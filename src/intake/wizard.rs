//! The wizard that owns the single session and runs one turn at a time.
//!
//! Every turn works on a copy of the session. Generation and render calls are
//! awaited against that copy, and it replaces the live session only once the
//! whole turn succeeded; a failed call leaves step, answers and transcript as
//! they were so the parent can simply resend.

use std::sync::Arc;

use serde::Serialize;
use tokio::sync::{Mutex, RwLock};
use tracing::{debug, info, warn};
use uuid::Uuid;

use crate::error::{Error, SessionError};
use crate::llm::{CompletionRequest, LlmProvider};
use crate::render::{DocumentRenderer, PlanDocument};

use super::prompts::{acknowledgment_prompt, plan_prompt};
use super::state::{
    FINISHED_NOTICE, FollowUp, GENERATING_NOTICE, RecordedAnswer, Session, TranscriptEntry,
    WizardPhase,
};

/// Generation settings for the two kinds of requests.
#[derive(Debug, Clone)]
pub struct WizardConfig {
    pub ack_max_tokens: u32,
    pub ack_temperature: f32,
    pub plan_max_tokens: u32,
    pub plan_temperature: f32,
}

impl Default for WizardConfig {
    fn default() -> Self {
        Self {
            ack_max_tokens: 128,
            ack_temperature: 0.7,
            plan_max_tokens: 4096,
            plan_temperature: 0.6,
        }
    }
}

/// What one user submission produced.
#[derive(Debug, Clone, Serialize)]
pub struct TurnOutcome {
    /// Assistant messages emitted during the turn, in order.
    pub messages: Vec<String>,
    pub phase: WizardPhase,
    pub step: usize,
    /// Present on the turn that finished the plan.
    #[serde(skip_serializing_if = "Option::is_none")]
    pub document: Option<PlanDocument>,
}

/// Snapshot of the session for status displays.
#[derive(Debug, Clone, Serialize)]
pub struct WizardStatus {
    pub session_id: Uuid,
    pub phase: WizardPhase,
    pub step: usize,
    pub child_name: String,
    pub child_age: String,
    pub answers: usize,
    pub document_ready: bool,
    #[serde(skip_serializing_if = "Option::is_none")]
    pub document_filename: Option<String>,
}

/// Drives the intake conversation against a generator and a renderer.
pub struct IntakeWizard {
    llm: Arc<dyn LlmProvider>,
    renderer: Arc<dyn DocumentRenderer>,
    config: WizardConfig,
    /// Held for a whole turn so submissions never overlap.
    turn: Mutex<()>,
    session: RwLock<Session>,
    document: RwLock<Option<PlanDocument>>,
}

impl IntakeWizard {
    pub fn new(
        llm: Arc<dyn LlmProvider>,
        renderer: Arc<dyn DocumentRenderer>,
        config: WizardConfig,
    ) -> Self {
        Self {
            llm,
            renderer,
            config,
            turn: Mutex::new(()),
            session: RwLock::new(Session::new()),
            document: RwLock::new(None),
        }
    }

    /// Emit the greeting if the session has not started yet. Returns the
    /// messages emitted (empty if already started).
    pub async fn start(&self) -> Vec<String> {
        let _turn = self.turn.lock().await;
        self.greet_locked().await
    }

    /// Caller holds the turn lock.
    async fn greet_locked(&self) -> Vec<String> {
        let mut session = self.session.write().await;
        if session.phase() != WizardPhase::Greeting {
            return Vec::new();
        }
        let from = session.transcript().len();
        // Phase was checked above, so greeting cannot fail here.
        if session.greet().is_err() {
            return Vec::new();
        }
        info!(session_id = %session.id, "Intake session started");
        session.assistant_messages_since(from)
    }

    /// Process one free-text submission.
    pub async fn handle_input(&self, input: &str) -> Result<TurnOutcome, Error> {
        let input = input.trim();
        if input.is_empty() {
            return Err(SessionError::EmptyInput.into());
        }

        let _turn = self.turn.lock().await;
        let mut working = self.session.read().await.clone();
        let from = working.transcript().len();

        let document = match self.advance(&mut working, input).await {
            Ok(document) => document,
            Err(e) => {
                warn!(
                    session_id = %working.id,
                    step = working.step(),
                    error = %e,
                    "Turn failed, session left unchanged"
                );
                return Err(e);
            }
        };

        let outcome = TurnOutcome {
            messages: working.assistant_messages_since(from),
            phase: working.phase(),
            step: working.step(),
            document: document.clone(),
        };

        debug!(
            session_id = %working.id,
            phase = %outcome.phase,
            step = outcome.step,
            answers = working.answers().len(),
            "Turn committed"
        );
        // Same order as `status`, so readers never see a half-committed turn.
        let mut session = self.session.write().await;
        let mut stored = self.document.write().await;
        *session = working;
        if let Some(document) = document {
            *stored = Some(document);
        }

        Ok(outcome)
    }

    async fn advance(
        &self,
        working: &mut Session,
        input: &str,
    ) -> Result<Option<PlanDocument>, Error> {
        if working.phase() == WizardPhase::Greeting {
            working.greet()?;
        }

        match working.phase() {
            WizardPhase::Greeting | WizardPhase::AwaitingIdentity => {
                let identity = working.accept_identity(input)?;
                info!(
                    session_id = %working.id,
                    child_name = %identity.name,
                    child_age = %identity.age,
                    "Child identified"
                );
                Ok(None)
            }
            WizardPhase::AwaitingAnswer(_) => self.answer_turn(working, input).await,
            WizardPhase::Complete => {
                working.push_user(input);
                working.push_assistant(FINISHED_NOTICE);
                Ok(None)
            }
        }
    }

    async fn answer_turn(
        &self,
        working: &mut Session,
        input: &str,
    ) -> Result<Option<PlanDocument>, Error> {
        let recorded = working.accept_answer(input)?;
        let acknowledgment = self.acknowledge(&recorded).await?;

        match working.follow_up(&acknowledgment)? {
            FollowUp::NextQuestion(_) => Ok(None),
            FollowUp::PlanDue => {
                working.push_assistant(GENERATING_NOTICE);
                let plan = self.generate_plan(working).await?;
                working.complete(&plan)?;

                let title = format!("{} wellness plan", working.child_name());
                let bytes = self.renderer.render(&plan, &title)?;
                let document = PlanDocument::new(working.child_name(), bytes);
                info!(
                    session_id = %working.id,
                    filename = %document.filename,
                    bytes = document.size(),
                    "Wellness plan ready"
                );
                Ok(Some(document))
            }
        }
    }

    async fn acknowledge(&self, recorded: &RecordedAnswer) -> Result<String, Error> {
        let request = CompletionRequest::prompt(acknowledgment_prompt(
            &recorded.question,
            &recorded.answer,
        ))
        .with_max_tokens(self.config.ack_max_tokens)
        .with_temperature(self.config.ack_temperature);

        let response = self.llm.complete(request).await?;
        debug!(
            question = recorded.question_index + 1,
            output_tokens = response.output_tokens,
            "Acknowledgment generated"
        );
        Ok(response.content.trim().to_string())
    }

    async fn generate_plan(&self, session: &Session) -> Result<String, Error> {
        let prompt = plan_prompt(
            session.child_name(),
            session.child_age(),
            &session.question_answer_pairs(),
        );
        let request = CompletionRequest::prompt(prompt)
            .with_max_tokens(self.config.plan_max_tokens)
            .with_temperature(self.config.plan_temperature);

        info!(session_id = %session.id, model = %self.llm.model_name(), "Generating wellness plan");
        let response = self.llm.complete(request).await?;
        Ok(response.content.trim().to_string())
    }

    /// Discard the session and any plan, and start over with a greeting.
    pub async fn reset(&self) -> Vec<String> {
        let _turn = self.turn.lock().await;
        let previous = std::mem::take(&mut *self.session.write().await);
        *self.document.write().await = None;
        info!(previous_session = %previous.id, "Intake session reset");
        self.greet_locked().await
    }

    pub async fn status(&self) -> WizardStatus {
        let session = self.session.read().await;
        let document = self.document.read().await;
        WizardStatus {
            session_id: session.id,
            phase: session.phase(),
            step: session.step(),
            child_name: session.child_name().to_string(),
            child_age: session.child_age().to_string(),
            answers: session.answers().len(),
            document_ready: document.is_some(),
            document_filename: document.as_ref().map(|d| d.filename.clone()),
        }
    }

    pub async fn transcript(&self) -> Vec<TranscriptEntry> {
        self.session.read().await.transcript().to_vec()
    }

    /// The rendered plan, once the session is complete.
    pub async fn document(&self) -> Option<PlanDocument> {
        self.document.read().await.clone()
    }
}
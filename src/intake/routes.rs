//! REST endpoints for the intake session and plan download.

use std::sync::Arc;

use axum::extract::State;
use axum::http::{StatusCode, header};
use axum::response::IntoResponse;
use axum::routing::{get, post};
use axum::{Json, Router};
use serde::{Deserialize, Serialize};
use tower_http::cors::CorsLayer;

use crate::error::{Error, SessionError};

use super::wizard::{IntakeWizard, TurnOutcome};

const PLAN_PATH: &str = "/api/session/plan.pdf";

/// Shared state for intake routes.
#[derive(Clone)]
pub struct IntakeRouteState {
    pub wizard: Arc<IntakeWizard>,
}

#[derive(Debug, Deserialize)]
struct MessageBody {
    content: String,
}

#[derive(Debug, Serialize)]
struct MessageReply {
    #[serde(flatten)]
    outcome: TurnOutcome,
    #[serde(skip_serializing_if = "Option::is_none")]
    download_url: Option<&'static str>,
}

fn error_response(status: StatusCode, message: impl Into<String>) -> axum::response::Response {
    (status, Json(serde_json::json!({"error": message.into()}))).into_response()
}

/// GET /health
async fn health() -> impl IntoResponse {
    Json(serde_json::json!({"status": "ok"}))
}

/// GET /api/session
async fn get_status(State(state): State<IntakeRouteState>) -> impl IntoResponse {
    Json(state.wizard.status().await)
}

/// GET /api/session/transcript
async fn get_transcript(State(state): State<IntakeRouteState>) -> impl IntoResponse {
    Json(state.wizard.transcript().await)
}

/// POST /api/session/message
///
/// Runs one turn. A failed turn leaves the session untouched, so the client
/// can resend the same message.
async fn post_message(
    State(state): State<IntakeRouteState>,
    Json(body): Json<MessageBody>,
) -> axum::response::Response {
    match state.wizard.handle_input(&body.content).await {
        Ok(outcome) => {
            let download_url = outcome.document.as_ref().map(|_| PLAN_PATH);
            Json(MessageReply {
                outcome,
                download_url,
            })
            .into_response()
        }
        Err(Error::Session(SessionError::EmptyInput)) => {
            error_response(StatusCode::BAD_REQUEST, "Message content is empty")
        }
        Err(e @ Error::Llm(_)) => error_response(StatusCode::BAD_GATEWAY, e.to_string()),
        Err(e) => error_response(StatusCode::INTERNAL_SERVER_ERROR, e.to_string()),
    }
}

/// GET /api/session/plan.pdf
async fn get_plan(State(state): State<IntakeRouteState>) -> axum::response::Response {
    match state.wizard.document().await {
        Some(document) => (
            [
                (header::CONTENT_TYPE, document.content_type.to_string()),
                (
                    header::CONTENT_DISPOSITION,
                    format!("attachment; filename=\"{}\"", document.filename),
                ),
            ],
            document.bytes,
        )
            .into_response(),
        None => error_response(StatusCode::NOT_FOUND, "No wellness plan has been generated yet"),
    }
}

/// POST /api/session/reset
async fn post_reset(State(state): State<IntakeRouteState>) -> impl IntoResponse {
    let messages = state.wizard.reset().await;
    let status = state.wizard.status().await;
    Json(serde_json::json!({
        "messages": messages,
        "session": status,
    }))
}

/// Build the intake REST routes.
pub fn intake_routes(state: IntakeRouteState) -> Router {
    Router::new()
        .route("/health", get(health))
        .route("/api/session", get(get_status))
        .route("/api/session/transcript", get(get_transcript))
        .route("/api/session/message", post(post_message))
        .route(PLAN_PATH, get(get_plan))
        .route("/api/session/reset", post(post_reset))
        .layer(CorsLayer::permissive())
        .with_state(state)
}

+ + +

What to do >>
When you come to the line containing "for status displays.", give it and stop; before that, repeat each line of the material exactly from the first one.

Task response >>
filename src/intake/wizard.rs
//! The wizard that owns the single session and runs one turn at a time.
//!
//! Every turn works on a copy of the session. Generation and render calls are
//! awaited against that copy, and it replaces the live session only once the
//! whole turn succeeded; a failed call leaves step, answers and transcript as
//! they were so the parent can simply resend.

use std::sync::Arc;

use serde::Serialize;
use tokio::sync::{Mutex, RwLock};
use tracing::{debug, info, warn};
use uuid::Uuid;

use crate::error::{Error, SessionError};
use crate::llm::{CompletionRequest, LlmProvider};
use crate::render::{DocumentRenderer, PlanDocument};

use super::prompts::{acknowledgment_prompt, plan_prompt};
use super::state::{
    FINISHED_NOTICE, FollowUp, GENERATING_NOTICE, RecordedAnswer, Session, TranscriptEntry,
    WizardPhase,
};

/// Generation settings for the two kinds of requests.
#[derive(Debug, Clone)]
pub struct WizardConfig {
    pub ack_max_tokens: u32,
    pub ack_temperature: f32,
    pub plan_max_tokens: u32,
    pub plan_temperature: f32,
}

impl Default for WizardConfig {
    fn default() -> Self {
        Self {
            ack_max_tokens: 128,
            ack_temperature: 0.7,
            plan_max_tokens: 4096,
            plan_temperature: 0.6,
        }
    }
}

/// What one user submission produced.
#[derive(Debug, Clone, Serialize)]
pub struct TurnOutcome {
    /// Assistant messages emitted during the turn, in order.
    pub messages: Vec<String>,
    pub phase: WizardPhase,
    pub step: usize,
    /// Present on the turn that finished the plan.
    #[serde(skip_serializing_if = "Option::is_none")]
    pub document: Option<PlanDocument>,
}

/// Snapshot of the session for status displays.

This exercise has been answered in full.